Construction of Terminal 5 at
Helping to keep this huge construction project on schedule are Lee-Dickens Sitewatch Remote Terminal Units (RTUs) used as part of a remote inventory management and supply chain logistics system to ensure the estimated 1.5 million m3 of cement necessary for the project is continuously available.
The Terminal 5 programme extends far beyond the construction of just a terminal building. It also includes a total of 60 aircraft stands, two satellite buildings (one in phase 2), a 4,000 space multi storey car park, a new control tower, the diversion of two rivers and an airport perimeter road, and over 13km of bored tunnel, including extensions to the Heathrow Express and Piccadilly Line underground services. Just over 3000 construction workers are currently employed on the project.
A construction programme of this scale presents many engineering challenges, made ever more complex by being next to a busy airfield. One of the most vital logistical challenges to overcome to ensure the project runs to schedule is the timely availability of ordinary portland cement (OPC) and pulverised fuel ash (PFA) at the construction site.
Delivery of raw materials arrives at a rate of around 1000 tonnes of OPC and PFA a day, the equivalent of 35 lorries a day (peaking at 1400 tonnes of OPC/PFA or 45 lorry loads per day). With such large requirements BAA have installed 18 silos onsite to store the cement and PFA. This ensures that both are constantly available, thereby preventing any build downtime.
In order to co-ordinate and direct the delivering of cement and PFA to the site, Laing O’Rourke and AMEC, the principal civil contractors on the T5 project, are employing three Lee-Dickens’ Sitewatch Midi Remote Terminal Units (RTUs) to monitor in real time the levels of cement and PFA in silos.
The Lee-Dickens Sitewatch RTU’s use existing load cell sensors mounted on each of the silo’s stanchions to measure the current level in the tank and from that calculate the quantity of fill space available. This fill space determines where the delivery vehicles should be directed to on the site and that no areas will be allowed to run out of product.
The silos are positioned in three separate groups (Batchers) with a Sitewatch RTU sending fill space information from either four or six silos back to a master station computer via the Public Switched Telephone Network (PSTN). The real-time level data is then updated to a series of web pages every 15 minutes allowing the BAA site managers to best direct and control the delivery traffic and the product usage.
In addition to the RTU hardware, Lee-Dickens’ Systems Division is also providing BAA/Laing O’Rourke/AMEC with a `Bureau Service’ that takes care of the operation and maintenance aspects of the telemetry central master station.

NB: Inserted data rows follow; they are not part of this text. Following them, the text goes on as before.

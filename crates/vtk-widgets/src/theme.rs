//! A small semantic palette consumed by every widget's `draw`.

use vtk_common::{CellAttributes, Color};

#[derive(Debug, Clone, Copy)]
pub struct Theme {
    pub normal: CellAttributes,
    pub selected: CellAttributes,
    pub frame: CellAttributes,
    pub disabled: CellAttributes,
    pub menu: CellAttributes,
    pub menu_selected: CellAttributes,
    pub scrollbar: CellAttributes,
}

impl Default for Theme {
    fn default() -> Self {
        let attr = |fg: Color, bg: Color, bold: bool| CellAttributes { fg, bg, bold, blink: false };
        Self {
            normal: attr(Color::Black, Color::White, false),
            selected: attr(Color::White, Color::Blue, true),
            frame: attr(Color::Black, Color::White, false),
            disabled: attr(Color::White, Color::White, false),
            menu: attr(Color::Black, Color::White, false),
            menu_selected: attr(Color::White, Color::Black, true),
            scrollbar: attr(Color::Black, Color::Cyan, false),
        }
    }
}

This involves the design, configuration and maintenance of the password protected HTML web pages that display product usage rates and recent history.
”There are a number of ways in which the information can be made available to the customer including, XML files, Email, Voice Mail, WAP Pages and SMS,” said Tony Meadows, System’s Division Director, Lee-Dickens. “HTML has proved to be particularly popular with BAA, Laing O’Rourke and AMEC as both real time and historical data can be viewed with a standard Internet browser, subject to account permissions. This gives the construction logistics managers the ability to view levels of any silo at anytime, anywhere on or off site.”
“We put the task of measuring the silo fill space into the hands of Lee-Dickens who provide the data back to us on our own set of private web pages. The data acquisition and online presentation of this data via their Bureau Service, allows us to focus on our core business and not concern ourselves with the day to day running of a remote data gathering system,” said Steve Honeybone, Bulk Material & logistic Centre Manager, BAA.